Engine	File Sources	Table Sources	File Outputs	Table Outputs	Quarantine Targets	Notes
Polars	CSV, Parquet, Delta¹	Delta tables¹	CSV, Parquet, Delta¹, Iceberg²	Delta tables¹	DuckDB/SQLite table, Delta¹ file	Delta-RS provides Spark-free lakehouse table support.
Pandas	CSV, Parquet, Delta¹	Delta tables¹	CSV, Parquet, Delta¹, Iceberg²	Delta tables¹	DuckDB/SQLite table, Delta¹ file	Uses DuckDB for SQL execution.
DuckDB	CSV, Parquet, Delta¹	Delta tables¹	CSV, Parquet, Delta¹, Iceberg²	DuckDB + Delta tables¹	DuckDB/SQLite table, Delta¹ file	Table outputs are DuckDB or Delta tables.
Spark	CSV, Parquet, Delta, Iceberg, JSON	Spark tables	CSV, Parquet, Delta, Iceberg, JSON	Spark tables	Spark tables (Delta/Iceberg)	Recommended for lakehouse catalogs (Unity Catalog/Fabric).
Snowflake	Table-only	Table-only	Table writes (Snowflake)	Snowflake tables	Snowflake tables	Requires `snowflake-connector-python` and credentials.
BigQuery	Table-only	Table-only	Table writes (BigQuery)	BigQuery tables	BigQuery tables	Requires `google-cloud-bigquery` and credentials.
LLM	Text, PDF, Image, Audio, Video	N/A	Structured rows	N/A	Via parent engine	Unstructured → structured extraction via LLM providers.

¹ Delta support via delta-rs (pip install deltalake). Includes read, write, atomic MERGE, vacuum, optimize, and time travel — no Spark/JVM required. Cloud storage auto-credentials via DeltaAdapter. ² Iceberg file output uses DuckDB's iceberg extension (COPY ... FORMAT ICEBERG).

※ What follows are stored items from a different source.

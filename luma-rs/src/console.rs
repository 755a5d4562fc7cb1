//! Console output sink.
//!
//! Leveled host-side logging plus the error-report printer. Colors are
//! applied only when the target stream is a tty; piped output stays plain
//! so it can be grepped and diffed.

use crossterm::style::Stylize;

// ── Tty detection ─────────────────────────────────────────────────────────────

pub fn stdout_is_tty() -> bool {
    unsafe { libc::isatty(libc::STDOUT_FILENO) != 0 }
}

pub fn stderr_is_tty() -> bool {
    unsafe { libc::isatty(libc::STDERR_FILENO) != 0 }
}

// ── Leveled output ────────────────────────────────────────────────────────────

pub fn info(msg: &str) {
    if stdout_is_tty() {
        println!("{} {}", "INFO:".green().bold(), msg);
    } else {
        println!("INFO: {msg}");
    }
}

pub fn warn(msg: &str) {
    if stdout_is_tty() {
        println!("{} {}", "WARN:".yellow().bold(), msg);
    } else {
        println!("WARN: {msg}");
    }
}

pub fn error(msg: &str) {
    if stderr_is_tty() {
        eprintln!("{} {}", "ERROR:".red().bold(), msg);
    } else {
        eprintln!("ERROR: {msg}");
    }
}

pub fn debug(msg: &str) {
    if stdout_is_tty() {
        println!("{} {}", "DEBUG:".magenta().bold(), msg);
    } else {
        println!("DEBUG: {msg}");
    }
}

// ── Error reports ─────────────────────────────────────────────────────────────

/// Print a rendered error report to stderr, highlighting the offending
/// context line when stderr is a tty.
pub fn print_report(report: &str) {
    let tty = stderr_is_tty();
    for line in report.lines() {
        if tty && line.starts_with("│ >") {
            eprintln!("{}", line.red());
        } else {
            eprintln!("{line}");
        }
    }
}
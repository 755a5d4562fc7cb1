//! luma: an embedded Lua scripting runtime.
//!
//! The crate wraps a Lua 5.4 state behind [`engine::Engine`] and layers on
//! the host-integration pieces an embedder needs: value marshaling
//! ([`marshal`]), dotted-path capability registration ([`registry`]), a
//! `require` resolver rooted at a host-controlled directory ([`resolver`]),
//! and a runtime-error capture and formatting pipeline ([`report`]).

pub mod builtins;
pub mod cli;
pub mod console;
pub mod engine;
pub mod fsio;
pub mod marshal;
pub mod registry;
pub mod report;
pub mod resolver;
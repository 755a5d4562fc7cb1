//! Built-in host tables exposed to every script.
//!
//! Three namespaces are installed at engine startup:
//!
//! * `luma`: version query and the `luma.logger` leveled sink, which also
//!   carries the colorized `print` override
//! * `process`: platform, pid, exit, versions, and the script's argv
//! * `env`: environment variable get/set and dotenv loading
//!
//! Everything goes through [`crate::registry`] so the dotted namespaces
//! build themselves.

use mlua::prelude::*;

use crate::console;
use crate::fsio;
use crate::marshal::{self, ScriptValue};
use crate::registry;

const VERSION: &str = env!("CARGO_PKG_VERSION");

/// Install all built-in tables. `script_args` becomes `process.argv`.
pub fn install(lua: &Lua, script_args: &[String]) -> LuaResult<()> {
    install_luma_table(lua)?;
    install_process_table(lua, script_args)?;
    install_env_table(lua)
}

fn value_string(v: &LuaValue) -> String {
    match v {
        LuaValue::String(_) => marshal::decode_string(v).unwrap_or_default(),
        LuaValue::Nil => String::new(),
        other => format!("{other:?}"),
    }
}

/// First argument as a display string, empty when absent.
fn first_string(args: LuaMultiValue) -> String {
    args.into_iter()
        .next()
        .map(|v| value_string(&v))
        .unwrap_or_default()
}

fn log_fn(sink: fn(&str)) -> ScriptValue {
    ScriptValue::function(move |_, args| {
        sink(&first_string(args));
        Ok(LuaValue::Boolean(true))
    })
}

// ── luma ──────────────────────────────────────────────────────────────────────

fn install_luma_table(lua: &Lua) -> LuaResult<()> {
    registry::register_field(
        lua,
        "luma",
        "version",
        ScriptValue::function(|lua, _| Ok(LuaValue::String(lua.create_string(VERSION)?))),
    )?;

    registry::register_field(lua, "luma.logger", "info", log_fn(console::info))?;
    registry::register_field(lua, "luma.logger", "warn", log_fn(console::warn))?;
    registry::register_field(lua, "luma.logger", "error", log_fn(console::error))?;
    registry::register_field(lua, "luma.logger", "debug", log_fn(console::debug))?;

    registry::register_field(
        lua,
        "luma.logger",
        "overridePrint",
        ScriptValue::function(|lua, _| {
            registry::register_global_function(lua, "print", |_, args| {
                console::info(&first_string(args));
                Ok(LuaValue::Boolean(true))
            })?;
            Ok(LuaValue::Boolean(true))
        }),
    )
}

// ── process ───────────────────────────────────────────────────────────────────

fn platform_name() -> &'static str {
    if cfg!(target_os = "windows") {
        "Windows"
    } else if cfg!(target_os = "macos") {
        "macOS"
    } else if cfg!(target_os = "linux") {
        "Linux"
    } else if cfg!(unix) {
        "Unix"
    } else {
        "Unknown"
    }
}

fn install_process_table(lua: &Lua, script_args: &[String]) -> LuaResult<()> {
    registry::register_field(
        lua,
        "process",
        "platform",
        ScriptValue::function(|lua, _| {
            Ok(LuaValue::String(lua.create_string(platform_name())?))
        }),
    )?;
    registry::register_field(
        lua,
        "process",
        "pid",
        ScriptValue::function(|_, _| Ok(LuaValue::Number(std::process::id() as f64))),
    )?;
    registry::register_field(
        lua,
        "process",
        "exit",
        ScriptValue::function(|_, args| {
            let code = args
                .into_iter()
                .next()
                .map(|v| marshal::decode_number(&v))
                .unwrap_or(0.0);
            std::process::exit(code as i32);
        }),
    )?;
    registry::register_field(
        lua,
        "process",
        "version",
        ScriptValue::function(|lua, _| Ok(LuaValue::String(lua.create_string(VERSION)?))),
    )?;

    registry::register_field(lua, "process", "versions", ScriptValue::Table)?;
    registry::register_field(
        lua,
        "process.versions",
        "luma",
        ScriptValue::Str(VERSION.into()),
    )?;
    let lua_version: String = lua.globals().get("_VERSION")?;
    registry::register_field(
        lua,
        "process.versions",
        "lua",
        ScriptValue::Str(lua_version),
    )?;

    // argv is a sequence; the marshal tags model scalars and empty tables,
    // so the array is built with the state directly.
    let process = registry::register_table(lua, "process")?;
    let argv = lua.create_sequence_from(script_args.iter().map(String::as_str))?;
    process.set("argv", argv)
}

// ── env ───────────────────────────────────────────────────────────────────────

fn install_env_table(lua: &Lua) -> LuaResult<()> {
    registry::register_field(
        lua,
        "env",
        "get",
        ScriptValue::function(|lua, args| {
            let key = first_string(args);
            let value = std::env::var(&key).unwrap_or_default();
            Ok(LuaValue::String(lua.create_string(&value)?))
        }),
    )?;
    registry::register_field(
        lua,
        "env",
        "set",
        ScriptValue::function(|_, args| {
            let mut it = args.into_iter();
            let key = it.next().map(|v| value_string(&v)).unwrap_or_default();
            if key.is_empty() {
                return Ok(LuaValue::Boolean(false));
            }
            match it.next() {
                Some(LuaValue::Nil) | None => std::env::remove_var(&key),
                Some(v) => std::env::set_var(&key, value_string(&v)),
            }
            Ok(LuaValue::Boolean(true))
        }),
    )?;
    registry::register_field(
        lua,
        "env",
        "load",
        ScriptValue::function(|_, _| {
            Ok(LuaValue::Integer(fsio::load_env() as i64))
        }),
    )
}

// ── Tests ─────────────────────────────────────────────────────────────────────

#[cfg(test)]
mod tests {
    use super::*;

    fn lua_with_builtins(args: &[&str]) -> Lua {
        let lua = Lua::new();
        let args: Vec<String> = args.iter().map(|s| s.to_string()).collect();
        install(&lua, &args).unwrap();
        lua
    }

    #[test]
    fn luma_version_matches_crate() {
        let lua = lua_with_builtins(&[]);
        let v: String = lua.load("return luma.version()").eval().unwrap();
        assert_eq!(v, VERSION);
    }

    #[test]
    fn logger_functions_report_success() {
        let lua = lua_with_builtins(&[]);
        let all_true: bool = lua
            .load(
                "return luma.logger.info('i') and luma.logger.warn('w') \
                 and luma.logger.error('e') and luma.logger.debug('d')",
            )
            .eval()
            .unwrap();
        assert!(all_true);
    }

    #[test]
    fn override_print_replaces_global() {
        let lua = lua_with_builtins(&[]);
        let changed: bool = lua
            .load("local before = print; luma.logger.overridePrint(); return print ~= before")
            .eval()
            .unwrap();
        assert!(changed);
        let ok: bool = lua.load("return print('through the sink')").eval().unwrap();
        assert!(ok);
    }

    #[test]
    fn process_platform_is_known() {
        let lua = lua_with_builtins(&[]);
        let p: String = lua.load("return process.platform()").eval().unwrap();
        assert!(["Windows", "macOS", "Linux", "Unix", "Unknown"].contains(&p.as_str()));
    }

    #[test]
    fn process_pid_matches() {
        let lua = lua_with_builtins(&[]);
        let pid: f64 = lua.load("return process.pid()").eval().unwrap();
        assert_eq!(pid as u32, std::process::id());
    }

    #[test]
    fn process_accessors_are_functions() {
        let lua = lua_with_builtins(&[]);
        let shape: bool = lua
            .load(
                "return type(process.platform) == 'function' \
                 and type(process.pid) == 'function' \
                 and type(process.version) == 'function'",
            )
            .eval()
            .unwrap();
        assert!(shape);
        let v: String = lua.load("return process.version()").eval().unwrap();
        assert_eq!(v, VERSION);
    }

    #[test]
    fn process_versions_table() {
        let lua = lua_with_builtins(&[]);
        let luma: String = lua.load("return process.versions.luma").eval().unwrap();
        assert_eq!(luma, VERSION);
        let lv: String = lua.load("return process.versions.lua").eval().unwrap();
        assert!(lv.starts_with("Lua 5."), "{lv}");
    }

    #[test]
    fn process_argv_is_a_sequence() {
        let lua = lua_with_builtins(&["--fast", "input.txt"]);
        let n: i64 = lua.load("return #process.argv").eval().unwrap();
        assert_eq!(n, 2);
        let first: String = lua.load("return process.argv[1]").eval().unwrap();
        assert_eq!(first, "--fast");
    }

    #[test]
    fn env_get_returns_value_or_empty() {
        std::env::set_var("LUMA_BUILTIN_TEST", "present");
        let lua = lua_with_builtins(&[]);
        let v: String = lua.load("return env.get('LUMA_BUILTIN_TEST')").eval().unwrap();
        assert_eq!(v, "present");
        let missing: String = lua
            .load("return env.get('LUMA_NO_SUCH_VAR_EVER')")
            .eval()
            .unwrap();
        assert_eq!(missing, "");
    }

    #[test]
    fn env_set_and_remove() {
        let lua = lua_with_builtins(&[]);
        let ok: bool = lua
            .load("return env.set('LUMA_SET_TEST', 'val')")
            .eval()
            .unwrap();
        assert!(ok);
        assert_eq!(std::env::var("LUMA_SET_TEST").unwrap(), "val");
        lua.load("env.set('LUMA_SET_TEST', nil)").exec().unwrap();
        assert!(std::env::var("LUMA_SET_TEST").is_err());

        let ok: bool = lua.load("return env.set('', 'x')").eval().unwrap();
        assert!(!ok, "empty key must report failure");
    }

    #[test]
    fn env_load_reports_count() {
        let lua = lua_with_builtins(&[]);
        // no .env in the test cwd; count is numeric either way
        let n: i64 = lua.load("return env.load()").eval().unwrap();
        assert!(n >= 0);
    }
}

Materialization Strategies

Strategy	Polars	Pandas	DuckDB	Spark
`overwrite`	Native	Native	Native	Native
`append`	Native	Native	Native	Native
`merge`	Native (Delta via delta-rs) / pandas (CSV/Parquet)	Native	Native (Delta via delta-rs) / pandas (CSV/Parquet)	Native (distributed)
`scd2`	Via pandas	Native	Via pandas	Native (distributed)

Spark advantage: Merge and SCD2 operations run natively using distributed DataFrame operations, avoiding driver memory bottlenecks. For Delta Lake tables, LakeLogic uses MERGE INTO when available.

Delta merge via delta-rs: When the output format is Delta, Polars and DuckDB use DeltaTable.merge() from delta-rs for atomic merge operations — no pandas conversion needed. This uses the same MERGE INTO semantics as Spark Delta but runs without JVM.

Non-Delta merge/SCD2: For CSV/Parquet targets, Polars and DuckDB fall back to pandas for merge and SCD2 operations. This works well for moderate data volumes but may hit driver memory limits at scale — use Spark or Delta format for large datasets.

Format Defaults

Quarantine file targets default to Parquet (override with quarantine.format, or metadata.quarantine_format, or file suffix).
Quarantine table targets on Spark default to Delta (override with metadata.quarantine_table_format).
Non-Spark engines support CSV, Parquet, and Delta for quarantine file targets.

If you need an unsupported combination, use Spark or route through an external staging step.

LLM Extraction Engine

The LLM engine (engines/llm.py) extracts structured data from unstructured inputs:

Provider	API Key Env Var	Notes
`openai`	`OPENAI_API_KEY`	GPT-4o, GPT-4o-mini
`azure_openai`	`AZURE_OPENAI_API_KEY` + `AZURE_OPENAI_ENDPOINT`	Azure-hosted OpenAI
`anthropic`	`ANTHROPIC_API_KEY`	Claude 3.5 Sonnet, Haiku
`google`	`GOOGLE_API_KEY`	Gemini 2.0 Flash
`bedrock`	AWS credentials (boto3)	Claude, Llama, Titan via AWS
`ollama`	None (local)	Any Ollama model, default `http://localhost:11434`
`local`	None (local)	HuggingFace Transformers (Phi-3-mini default)

Preprocessing supports PDF (OCR), image, audio (Whisper), and video inputs.

Lakehouse Catalog Notes (Unity Catalog / Fabric)

Unity Catalog external tables work with Polars/Pandas. LakeLogic resolves 3-part table names (catalog.schema.table) to storage paths via the Databricks API, then reads/writes via delta-rs. No Spark needed.
UC managed tables require Spark. Managed tables don't expose a direct storage path — if resolution returns no storage_location, Spark is required.
Iceberg tables in a catalog require Spark. File-based Iceberg output is not the same as a catalog-managed table.
Delta via delta-rs is used automatically by LakeLogic for read, write, merge, vacuum, and time travel on any Delta table accessible via path. A standalone DeltaAdapter class is also available for ad-hoc use outside the pipeline.